3.1. General/Global cognitive impairment

At cross-section, CKD has been associated with a higher risk of cognitive impairment at baseline using the Modified Mini Mental State Examination (3MS) in 3,075 elderly individuals in the Health, Aging and Body Composition Study (3). In this study, individuals with an eGFR between 45 and 59 ml/min/1.73m2 were just as likely to experience cognitive impairment as individuals with an eGFR lower than 45ml/min/1.73m2. This association was significant after adjusting for age, race, level of education, cardiovascular disease risk factors, hypertension and diabetes. In the Chronic Renal Insufficiency Cohort (CRIC), 825 participants over the age of 55 and with advanced CKD (eGFR 30-44 ml/min/73m2) and ESRD (eGFR <30ml/min/73m2) had higher odds of cognitive impairment measured by the 3MS (OR = 1.5; CI = 0.9 – 2.5 and OR = 2.6; CI = 1.5 – 4.4) when compared to individuals with moderate CKD (eGFR = 45 – 59 ml/min/73m2)(8). Similarly, in the Heart Estrogen/Progestin Replacement study (n = 1015, age > 80) women with an eGFR <30ml/min/73m2 were independently five times more likely to experience global cognitive impairment measured by the 3MS than women with an eGFR ≥60ml/min/1.73m2 (5). In the Reasons for Geographic and Racial Differences in Stroke (REGARDS) study (6), 23,405 participants with a mean age of 64.9 (SD = 9.6), CKD was independently associated with higher rates of cognitive impairment using the 6-Item Screener (OR = 1.23; 95% CI = 1.06-1.43). Further, for every 10mL/min/1/73m2 decrease in eGFR in participants with CKD, there was an 11% increased prevalence of cognitive impairment (95%CI = 1.04 – 1.19).

Longitudinally, research shows similar results. In the Intervention Project on Cerebrovascular Diseases and Dementia in the Community of Ebersberg (INVADE, n = 3679) (14), the authors compared the association between renal function and cognition by using the Cockcroft-Gault equation to estimate eGFR and the 6-Item Screener to assess cognitive impairment over a 2 year follow-up. Results showed that moderate to severe kidney disease at baseline is independently associated with developing cognitive impairment after a 2-year follow-up (OR = 2.14, 95%CI = 1.18- 3.87)(14). In the Rush Memory and Aging Project, 886 participants were followed up for an average of 3.4 years; eGFR <60ml/min/1.73m2 at baseline was not associated with global cognition (MMSE); however longitudinally, global cognition declined at a faster rate(15). In the Northern Manhattan Study, Khatri et al. (16) only administered the Modified Telephone Interview for Cognitive Status (TICS) on 2,172 participants. They used three measures of kidney function; the Cockcroft-Gault creatinine clearance, the MDRD formula for eGFR, and serum creatinine. They found that individuals with a creatinine clearance of less than 60ml/min, and those between 60 and 90 ml/min declined by an average of 0.4 and 0.2 points on the TICS when compared to individuals with a creatinine clearance over 90ml/min over a mean follow-up of 2.9 years. They also found similar levels of decline in the TICS when using the eGFR and serum creatinine.
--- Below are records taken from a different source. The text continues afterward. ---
//! core/landscape.rs — The scored grid of gems.
//!
//! Gems are materialized lazily on first lookup and cached for the lifetime of
//! the landscape. Visual features are derived from the coordinate alone; the
//! score comes from the configured [`ScoreFunction`]. The landscape also owns
//! the seeded generator used for neighborhood sampling, so a session's
//! stimulus sequence is reproducible from its seed.

use std::collections::HashMap;
use std::io::Write;

use rand::SeedableRng;
use rand::rngs::StdRng;
use serde::Serialize;
use tracing::debug;

use crate::core::coord::Coord;
use crate::core::error::{GemsError, Result};
use crate::core::neighborhood::{self, SamplePolicy};
use crate::core::score::ScoreFunction;

pub const EXPORT_HEADER: &str = "x,y,ori,sf,score";

#[derive(Clone, Copy, Debug, PartialEq)]
pub struct LandscapeParams {
    pub n_rows: u32,
    pub n_cols: u32,
    /// Orientation at x = 0. The range is half-open: `max_ori` itself is
    /// never reached.
    pub min_ori: f32,
    pub max_ori: f32,
    /// Spatial frequency at y = 0 and y = n_rows - 1 respectively.
    pub min_sf: f32,
    pub max_sf: f32,
}

impl LandscapeParams {
    pub fn with_dims(n_rows: u32, n_cols: u32) -> Self {
        Self {
            n_rows,
            n_cols,
            ..Self::default()
        }
    }
}

impl Default for LandscapeParams {
    fn default() -> Self {
        Self {
            n_rows: 100,
            n_cols: 100,
            min_ori: 180.0,
            max_ori: 0.0,
            min_sf: 0.05,
            max_sf: 0.2,
        }
    }
}

/// Grating features of a cell.
#[derive(Clone, Copy, Debug, PartialEq)]
pub struct Gabor {
    pub ori: f32,
    pub sf: f32,
}

#[derive(Clone, Copy, Debug, PartialEq, Serialize)]
pub struct Gem {
    pub x: u32,
    pub y: u32,
    pub ori: f32,
    pub sf: f32,
    pub score: i64,
}

impl Gem {
    pub fn coord(&self) -> Coord {
        Coord::new(self.x, self.y)
    }

    pub fn gabor(&self) -> Gabor {
        Gabor {
            ori: self.ori,
            sf: self.sf,
        }
    }

    fn csv_row(&self) -> String {
        format!("{},{},{},{},{}", self.x, self.y, self.ori, self.sf, self.score)
    }
}

pub struct Landscape {
    params: LandscapeParams,
    score_func: Box<dyn ScoreFunction>,
    gems: HashMap<Coord, Gem>,
    seed: u64,
    rng: StdRng,
}

impl std::fmt::Debug for Landscape {
    fn fmt(&self, f: &mut std::fmt::Formatter<'_>) -> std::fmt::Result {
        f.debug_struct("Landscape")
            .field("params", &self.params)
            .field("score_func", &self.score_func.name())
            .field("cached", &self.gems.len())
            .field("seed", &self.seed)
            .finish()
    }
}

impl Landscape {
    /// Fails fast on zero dimensions or non-finite feature ranges. Without a
    /// seed one is drawn from the OS and can be read back with [`seed`](Self::seed).
    pub fn new(
        params: LandscapeParams,
        score_func: Box<dyn ScoreFunction>,
        seed: Option<u64>,
    ) -> Result<Self> {
        if params.n_rows == 0 || params.n_cols == 0 {
            return Err(GemsError::Configuration(format!(
                "grid dimensions must be positive, got {} rows x {} cols",
                params.n_rows, params.n_cols
            )));
        }
        let ranges = [params.min_ori, params.max_ori, params.min_sf, params.max_sf];
        if ranges.iter().any(|v| !v.is_finite()) {
            return Err(GemsError::Configuration(
                "feature ranges must be finite".to_string(),
            ));
        }
        let seed = seed.unwrap_or_else(rand::random);
        debug!(
            "landscape {}x{} score={} seed={seed}",
            params.n_cols,
            params.n_rows,
            score_func.name()
        );
        Ok(Self {
            params,
            score_func,
            gems: HashMap::new(),
            seed,
            rng: StdRng::seed_from_u64(seed),
        })
    }

    pub fn params(&self) -> &LandscapeParams {
        &self.params
    }

    pub fn n_rows(&self) -> u32 {
        self.params.n_rows
    }

    pub fn n_cols(&self) -> u32 {
        self.params.n_cols
    }

    pub fn seed(&self) -> u64 {
        self.seed
    }

    pub fn score_func_name(&self) -> &str {
        self.score_func.name()
    }

    pub fn contains(&self, coord: Coord) -> bool {
        coord.x < self.params.n_cols && coord.y < self.params.n_rows
    }

    pub fn check(&self, coord: Coord) -> Result<()> {
        if self.contains(coord) {
            Ok(())
        } else {
            Err(GemsError::OutOfBounds {
                coord,
                n_cols: self.params.n_cols,
                n_rows: self.params.n_rows,
            })
        }
    }

    /// Number of cells materialized so far.
    pub fn cached_len(&self) -> usize {
        self.gems.len()
    }

    pub fn get(&mut self, coord: Coord) -> Result<Gem> {
        self.check(coord)?;
        if let Some(gem) = self.gems.get(&coord) {
            return Ok(*gem);
        }
        let gem = self.create(coord);
        self.gems.insert(coord, gem);
        Ok(gem)
    }

    pub fn score(&mut self, coord: Coord) -> Result<i64> {
        Ok(self.get(coord)?.score)
    }

    pub fn gabor(&self, coord: Coord) -> Result<Gabor> {
        self.check(coord)?;
        Ok(Gabor {
            ori: self.orientation(coord.x),
            sf: self.spatial_frequency(coord.y),
        })
    }

    fn create(&self, coord: Coord) -> Gem {
        Gem {
            x: coord.x,
            y: coord.y,
            ori: self.orientation(coord.x),
            sf: self.spatial_frequency(coord.y),
            score: self.score_func.score(coord),
        }
    }

    fn orientation(&self, x: u32) -> f32 {
        let t = x as f32 / self.params.n_cols as f32;
        lerp(self.params.min_ori, self.params.max_ori, t)
    }

    fn spatial_frequency(&self, y: u32) -> f32 {
        if self.params.n_rows == 1 {
            return self.params.min_sf;
        }
        let t = y as f32 / (self.params.n_rows - 1) as f32;
        lerp(self.params.min_sf, self.params.max_sf, t)
    }

    /// Every cell of the grid, x ascending outer and y ascending inner.
    /// Finite and restartable; cells not yet cached are materialized.
    pub fn export(&mut self) -> impl Iterator<Item = Gem> + '_ {
        let n_rows = self.params.n_rows;
        let n_cols = self.params.n_cols;
        (0..n_cols)
            .flat_map(move |x| (0..n_rows).map(move |y| Coord::new(x, y)))
            .map(move |coord| {
                if let Some(gem) = self.gems.get(&coord) {
                    return *gem;
                }
                let gem = self.create(coord);
                self.gems.insert(coord, gem);
                gem
            })
    }

    /// Write the export as CSV with header `x,y,ori,sf,score`.
    pub fn write_csv<W: Write>(&mut self, mut out: W) -> Result<()> {
        writeln!(out, "{EXPORT_HEADER}")?;
        for gem in self.export() {
            writeln!(out, "{}", gem.csv_row())?;
        }
        out.flush()?;
        Ok(())
    }

    /// In-bounds cells within Chebyshev `radius` of `center`.
    pub fn neighborhood(&self, center: Coord, radius: u32) -> Result<Vec<Coord>> {
        neighborhood::neighborhood(self, center, radius)
    }

    /// Draw a sample around `center` with the landscape's own generator.
    pub fn sample_neighborhood(
        &mut self,
        center: Coord,
        radius: u32,
        count: usize,
        policy: SamplePolicy,
    ) -> Result<Vec<Coord>> {
        let candidates = neighborhood::neighborhood(self, center, radius)?;
        neighborhood::draw(candidates, count, policy, &mut self.rng)
    }
}

fn lerp(a: f32, b: f32, t: f32) -> f32 {
    a + (b - a) * t
}
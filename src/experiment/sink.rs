//! Trial log outputs.

use std::fs::{self, File, OpenOptions};
use std::io::{BufWriter, Write};
use std::path::{Path, PathBuf};

use tracing::info;

use crate::core::error::{GemsError, Result};
use crate::experiment::record::{DATA_COLUMNS, TrialRecord};

/// Receives each completed trial as soon as it is scored.
pub trait TrialSink {
    fn write_record(&mut self, record: &TrialRecord) -> Result<()>;

    /// Flush and release the underlying resource. Called once when the
    /// session ends, whether it completed, quit or failed.
    fn close(&mut self) -> Result<()>;
}

/// Per-subject log path: `{data_dir}/{subj_id}.csv`.
pub fn output_path(data_dir: &Path, subj_id: &str) -> PathBuf {
    data_dir.join(format!("{subj_id}.csv"))
}

/// Quote a field when it holds a comma, quote or line break.
pub fn escape_field(field: &str) -> String {
    if field.contains([',', '"', '\n', '\r']) {
        format!("\"{}\"", field.replace('"', "\"\""))
    } else {
        field.to_string()
    }
}

/// Inverse of [`escape_field`] over one line.
pub fn split_line(line: &str) -> Vec<String> {
    let mut fields = Vec::new();
    let mut field = String::new();
    let mut quoted = false;
    let mut chars = line.chars().peekable();
    while let Some(c) = chars.next() {
        match (c, quoted) {
            ('"', true) if chars.peek() == Some(&'"') => {
                field.push('"');
                chars.next();
            }
            ('"', true) => quoted = false,
            ('"', false) if field.is_empty() => quoted = true,
            (',', false) => fields.push(std::mem::take(&mut field)),
            _ => field.push(c),
        }
    }
    fields.push(field);
    fields
}

/// CSV trial log. The header goes out once, ahead of the first row (or at
/// close if no trial finished).
pub struct CsvTrialLog<W: Write> {
    out: W,
    header_written: bool,
    closed: bool,
    rows: usize,
}

impl CsvTrialLog<BufWriter<File>> {
    /// Create `path`, refusing to overwrite an existing subject file.
    pub fn create(path: &Path) -> Result<Self> {
        if path.exists() {
            return Err(GemsError::Configuration(format!(
                "output file {} already exists",
                path.display()
            )));
        }
        if let Some(dir) = path.parent().filter(|d| !d.as_os_str().is_empty()) {
            fs::create_dir_all(dir)?;
        }
        let file = OpenOptions::new().write(true).create_new(true).open(path)?;
        info!("writing trials to {}", path.display());
        Ok(Self::new(BufWriter::new(file)))
    }
}

impl<W: Write> CsvTrialLog<W> {
    pub fn new(out: W) -> Self {
        Self {
            out,
            header_written: false,
            closed: false,
            rows: 0,
        }
    }

    pub fn rows(&self) -> usize {
        self.rows
    }

    pub fn into_inner(self) -> W {
        self.out
    }

    fn writer(&mut self) -> Result<&mut W> {
        if self.closed {
            return Err(GemsError::Io(std::io::Error::other("trial log already closed")));
        }
        Ok(&mut self.out)
    }

    fn ensure_header(&mut self) -> Result<()> {
        if self.header_written {
            return Ok(());
        }
        let header = DATA_COLUMNS.join(",");
        writeln!(self.writer()?, "{header}")?;
        self.header_written = true;
        Ok(())
    }
}

impl<W: Write> TrialSink for CsvTrialLog<W> {
    fn write_record(&mut self, record: &TrialRecord) -> Result<()> {
        self.ensure_header()?;
        let line = record
            .to_row()
            .iter()
            .map(|f| escape_field(f))
            .collect::<Vec<_>>()
            .join(",");
        let out = self.writer()?;
        writeln!(out, "{line}")?;
        // Rows hit the file as they are scored.
        out.flush()?;
        self.rows += 1;
        Ok(())
    }

    fn close(&mut self) -> Result<()> {
        if self.closed {
            return Ok(());
        }
        self.ensure_header()?;
        self.writer()?.flush()?;
        self.closed = true;
        Ok(())
    }
}

/// Collects records in memory.
#[derive(Debug, Default)]
pub struct MemorySink {
    pub records: Vec<TrialRecord>,
    pub closed: bool,
}

impl TrialSink for MemorySink {
    fn write_record(&mut self, record: &TrialRecord) -> Result<()> {
        if self.closed {
            return Err(GemsError::Io(std::io::Error::other("sink already closed")));
        }
        self.records.push(record.clone());
        Ok(())
    }

    fn close(&mut self) -> Result<()> {
        self.closed = true;
        Ok(())
    }
}
pub mod cli;
pub mod config;
pub mod core;
pub mod experiment;
pub mod logging;
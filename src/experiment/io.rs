//! Collaborator contracts between the experiment core and whatever draws the
//! stimuli, reads the participant's input and keeps time.
//!
//! The core only builds [`Frame`]s and consumes [`InputEvent`]s. It never
//! constructs a window, mouse or clock of its own; those are injected into
//! the session at construction.

use std::time::Duration;

use crate::core::coord::Coord;
use crate::core::error::Outcome;
use crate::core::layout::ScreenPos;

/// One grating placed on screen.
#[derive(Clone, Debug, PartialEq)]
pub struct Stimulus {
    pub coord: Coord,
    pub pos: ScreenPos,
    pub ori: f32,
    pub sf: f32,
    pub size: f32,
}

/// Running score shown in the corner of every trial frame.
#[derive(Clone, Copy, Debug, Default, PartialEq, Eq)]
pub struct ScoreBoard {
    pub total: i64,
    /// Total before the last selection, set on feedback frames only.
    pub previous: Option<i64>,
    pub delta: Option<i64>,
}

impl ScoreBoard {
    pub fn total(total: i64) -> Self {
        Self {
            total,
            ..Self::default()
        }
    }
}

/// Score label drawn above one stimulus during feedback.
#[derive(Clone, Debug, PartialEq)]
pub struct FeedbackEntry {
    pub coord: Coord,
    pub pos: ScreenPos,
    pub score: i64,
    pub selected: bool,
    /// Highlighted as the best gem on offer. On training feedback the
    /// selected gem loses the highlight when another sampled gem scores more.
    pub best: bool,
}

#[derive(Clone, Copy, Debug, PartialEq, Eq)]
pub enum ScreenKind {
    Welcome,
    Training,
    Test,
    Break,
    BreakComplete,
    End,
}

#[derive(Clone, Debug, PartialEq)]
pub struct Screen {
    pub kind: ScreenKind,
    pub title: String,
    pub body: String,
    /// Example gems drawn under the text.
    pub stimuli: Vec<Stimulus>,
    /// Index into `stimuli` of the gem that must be clicked to advance.
    /// Without one the screen advances on a continue signal.
    pub click_target: Option<usize>,
}

impl Screen {
    pub fn text(kind: ScreenKind, title: &str, body: &str) -> Self {
        Self {
            kind,
            title: title.to_string(),
            body: body.to_string(),
            stimuli: Vec::new(),
            click_target: None,
        }
    }
}

#[derive(Clone, Debug, PartialEq)]
pub enum Frame {
    /// Instructions, break and end screens.
    Screen(Screen),
    /// The search array awaiting a selection.
    Search {
        header: String,
        stimuli: Vec<Stimulus>,
        board: ScoreBoard,
    },
    Feedback {
        header: Option<String>,
        stimuli: Vec<Stimulus>,
        entries: Vec<FeedbackEntry>,
        board: ScoreBoard,
        /// The frame stays up until a continue signal rather than for a fixed
        /// duration.
        awaits_continue: bool,
    },
    /// Inter-trial frame: score only.
    Blank { board: ScoreBoard },
}

/// Draws frames. `present` composes the back buffer, `flip` shows it.
pub trait Presenter {
    fn present(&mut self, frame: &Frame);

    fn flip(&mut self) {}
}

#[derive(Clone, Copy, Debug, PartialEq)]
pub enum InputEvent {
    /// A click at `pos`, stamped with the session clock.
    Select { pos: ScreenPos, time: Duration },
    Continue,
    Quit,
}

pub trait InputSource {
    /// Block until the next event. With a timeout, `None` means it elapsed
    /// with nothing to report. Without one, `None` means the source is gone.
    fn wait_event(&mut self, timeout: Option<Duration>) -> Option<InputEvent>;
}

/// Elapsed time since the session clock started.
pub trait Clock {
    fn now(&self) -> Duration;
}

/// Hold for `duration`, discarding everything but quit.
pub fn wait_timed<I, C>(input: &mut I, clock: &C, duration: Duration) -> Outcome<()>
where
    I: InputSource + ?Sized,
    C: Clock + ?Sized,
{
    let deadline = clock.now() + duration;
    loop {
        let now = clock.now();
        if now >= deadline {
            return Outcome::Completed(());
        }
        match input.wait_event(Some(deadline - now)) {
            Some(InputEvent::Quit) => return Outcome::Quit,
            Some(_) => continue,
            None => return Outcome::Completed(()),
        }
    }
}

/// Block until a continue signal. With `accept_click` any selection also
/// advances. A vanished input source counts as quit.
pub fn wait_continue<I>(input: &mut I, accept_click: bool) -> Outcome<()>
where
    I: InputSource + ?Sized,
{
    loop {
        match input.wait_event(None) {
            Some(InputEvent::Continue) => return Outcome::Completed(()),
            Some(InputEvent::Select { .. }) if accept_click => return Outcome::Completed(()),
            Some(InputEvent::Select { .. }) => continue,
            Some(InputEvent::Quit) | None => return Outcome::Quit,
        }
    }
}

/// Block until a selection lands within `radius` of `target`. Other
/// events are ignored; quit or a vanished source ends the wait.
pub fn wait_click_on<I>(input: &mut I, target: ScreenPos, radius: f32) -> Outcome<()>
where
    I: InputSource + ?Sized,
{
    loop {
        match input.wait_event(None) {
            Some(InputEvent::Select { pos, .. }) if pos.distance(target) <= radius => {
                return Outcome::Completed(());
            }
            Some(InputEvent::Select { .. } | InputEvent::Continue) => continue,
            Some(InputEvent::Quit) | None => return Outcome::Quit,
        }
    }
}

#[cfg(test)]
mod tests {
    use super::*;
    use crate::experiment::scripted::ScriptedInput;

    fn click(x: f32, y: f32) -> InputEvent {
        InputEvent::Select {
            pos: ScreenPos::new(x, y),
            time: Duration::ZERO,
        }
    }

    #[test]
    fn click_wait_ignores_misses_and_continue() {
        let mut input = ScriptedInput::new(vec![
            click(-100.0, -200.0),
            InputEvent::Continue,
            click(110.0, -190.0),
        ]);
        let out = wait_click_on(&mut input, ScreenPos::new(100.0, -200.0), 30.0);
        assert_eq!(out, Outcome::Completed(()));
        assert_eq!(input.remaining(), 0);
    }

    #[test]
    fn click_wait_observes_quit() {
        let mut input = ScriptedInput::new(vec![click(0.0, 0.0), InputEvent::Quit]);
        let out = wait_click_on(&mut input, ScreenPos::new(100.0, -200.0), 30.0);
        assert!(out.is_quit());
    }
}
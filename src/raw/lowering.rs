// Copyright 2023 RangeKV Project Authors. Licensed under Apache-2.0.

//! Constructors for raw wire requests.
//!
//! This module puts the gap between the client API and the wire messages in
//! one place: the façade hands over crate types and gets typed requests back.

use crate::proto::kvrpcpb;
use crate::Key;
use crate::Value;

pub fn new_raw_get_request(key: Key) -> kvrpcpb::RawGetRequest {
    kvrpcpb::RawGetRequest {
        key: key.into(),
        ..Default::default()
    }
}

pub fn new_raw_batch_get_request(keys: Vec<Key>) -> kvrpcpb::RawBatchGetRequest {
    kvrpcpb::RawBatchGetRequest {
        keys: keys.into_iter().map(Into::into).collect(),
        ..Default::default()
    }
}

pub fn new_raw_get_key_ttl_request(key: Key) -> kvrpcpb::RawGetKeyTtlRequest {
    kvrpcpb::RawGetKeyTtlRequest {
        key: key.into(),
        ..Default::default()
    }
}

pub fn new_raw_put_request(
    key: Key,
    value: Value,
    ttl: u64,
    for_cas: bool,
) -> kvrpcpb::RawPutRequest {
    kvrpcpb::RawPutRequest {
        key: key.into(),
        value,
        ttl,
        for_cas,
        ..Default::default()
    }
}

pub fn new_raw_batch_put_request(
    pairs: Vec<kvrpcpb::KvPair>,
    ttls: Vec<u64>,
    for_cas: bool,
) -> kvrpcpb::RawBatchPutRequest {
    kvrpcpb::RawBatchPutRequest {
        pairs,
        ttls,
        for_cas,
        ..Default::default()
    }
}

pub fn new_raw_delete_request(key: Key, for_cas: bool) -> kvrpcpb::RawDeleteRequest {
    kvrpcpb::RawDeleteRequest {
        key: key.into(),
        for_cas,
        ..Default::default()
    }
}

pub fn new_raw_batch_delete_request(
    keys: Vec<Key>,
    for_cas: bool,
) -> kvrpcpb::RawBatchDeleteRequest {
    kvrpcpb::RawBatchDeleteRequest {
        keys: keys.into_iter().map(Into::into).collect(),
        for_cas,
        ..Default::default()
    }
}

pub fn new_raw_delete_range_request(
    start_key: Key,
    end_key: Key,
) -> kvrpcpb::RawDeleteRangeRequest {
    kvrpcpb::RawDeleteRangeRequest {
        start_key: start_key.into(),
        end_key: end_key.into(),
        ..Default::default()
    }
}

pub fn new_raw_scan_request(
    start_key: Key,
    end_key: Key,
    limit: u32,
    reverse: bool,
) -> kvrpcpb::RawScanRequest {
    kvrpcpb::RawScanRequest {
        start_key: start_key.into(),
        end_key: end_key.into(),
        limit,
        reverse,
        ..Default::default()
    }
}

pub fn new_cas_request(
    key: Key,
    new_value: Value,
    previous_value: Option<Value>,
) -> kvrpcpb::RawCasRequest {
    let mut req = kvrpcpb::RawCasRequest {
        key: key.into(),
        value: new_value,
        ..Default::default()
    };
    match previous_value {
        Some(previous_value) => req.previous_value = previous_value,
        None => req.previous_not_exist = true,
    }
    req
}
// Copyright 2023 RangeKV Project Authors. Licensed under Apache-2.0.

/// The value part of a key/value pair.
///
/// Values are opaque byte strings. The store rejects empty values on every
/// write path, so a returned empty value is indistinguishable from an absent
/// key and the client collapses it to "absent".
pub type Value = Vec<u8>;
// Copyright 2023 RangeKV Project Authors. Licensed under Apache-2.0.

//! Client binding for the `rangekvpb.RangeKv` store service.

pub mod range_kv_client {
    use tonic::codegen::http::uri::PathAndQuery;
    use tonic::transport::Channel;

    use crate::proto::kvrpcpb;

    macro_rules! unary {
        ($name:ident, $req:ty, $resp:ty, $path:literal) => {
            pub async fn $name(
                &mut self,
                request: impl tonic::IntoRequest<$req>,
            ) -> Result<tonic::Response<$resp>, tonic::Status> {
                self.inner.ready().await.map_err(|e| {
                    tonic::Status::unavailable(format!("service was not ready: {e}"))
                })?;
                let codec: tonic::codec::ProstCodec<$req, $resp> =
                    tonic::codec::ProstCodec::default();
                self.inner
                    .unary(
                        request.into_request(),
                        PathAndQuery::from_static($path),
                        codec,
                    )
                    .await
            }
        };
    }

    /// Unary client for the raw command endpoints of a single store.
    #[derive(Clone)]
    pub struct RangeKvClient {
        inner: tonic::client::Grpc<Channel>,
    }

    impl RangeKvClient {
        pub fn new(channel: Channel) -> Self {
            Self {
                inner: tonic::client::Grpc::new(channel),
            }
        }

        unary!(
            raw_get,
            kvrpcpb::RawGetRequest,
            kvrpcpb::RawGetResponse,
            "/rangekvpb.RangeKv/RawGet"
        );
        unary!(
            raw_batch_get,
            kvrpcpb::RawBatchGetRequest,
            kvrpcpb::RawBatchGetResponse,
            "/rangekvpb.RangeKv/RawBatchGet"
        );
        unary!(
            raw_get_key_ttl,
            kvrpcpb::RawGetKeyTtlRequest,
            kvrpcpb::RawGetKeyTtlResponse,
            "/rangekvpb.RangeKv/RawGetKeyTTL"
        );
        unary!(
            raw_put,
            kvrpcpb::RawPutRequest,
            kvrpcpb::RawPutResponse,
            "/rangekvpb.RangeKv/RawPut"
        );
        unary!(
            raw_batch_put,
            kvrpcpb::RawBatchPutRequest,
            kvrpcpb::RawBatchPutResponse,
            "/rangekvpb.RangeKv/RawBatchPut"
        );
        unary!(
            raw_delete,
            kvrpcpb::RawDeleteRequest,
            kvrpcpb::RawDeleteResponse,
            "/rangekvpb.RangeKv/RawDelete"
        );
        unary!(
            raw_batch_delete,
            kvrpcpb::RawBatchDeleteRequest,
            kvrpcpb::RawBatchDeleteResponse,
            "/rangekvpb.RangeKv/RawBatchDelete"
        );
        unary!(
            raw_delete_range,
            kvrpcpb::RawDeleteRangeRequest,
            kvrpcpb::RawDeleteRangeResponse,
            "/rangekvpb.RangeKv/RawDeleteRange"
        );
        unary!(
            raw_scan,
            kvrpcpb::RawScanRequest,
            kvrpcpb::RawScanResponse,
            "/rangekvpb.RangeKv/RawScan"
        );
        unary!(
            raw_compare_and_swap,
            kvrpcpb::RawCasRequest,
            kvrpcpb::RawCasResponse,
            "/rangekvpb.RangeKv/RawCompareAndSwap"
        );
    }
}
By using a quick test that gives an assessment of global or overall cognition, these studies clearly indicate that cognitive function is affected during the course of CKD, with more severe stages or declining eGFR showing associations with poorer scores on cognitive tests. However, despite the convenience of administering a quick and easy test to measure global cognitive function, such as the MMSE (2, 17), the 3MS (3) and the 6-Item-Screener (6), a major limitation is that these tests are only able to indicate impairment on a global cognitive level, which is unspecific and non-informative to health providers who may want to direct care towards specific areas that need attention. Studies that have used tests that measure specific cognitive functions have also shown that some domains of cognition seem to be affected more than others in the course of CKD (4, 8, 18-20).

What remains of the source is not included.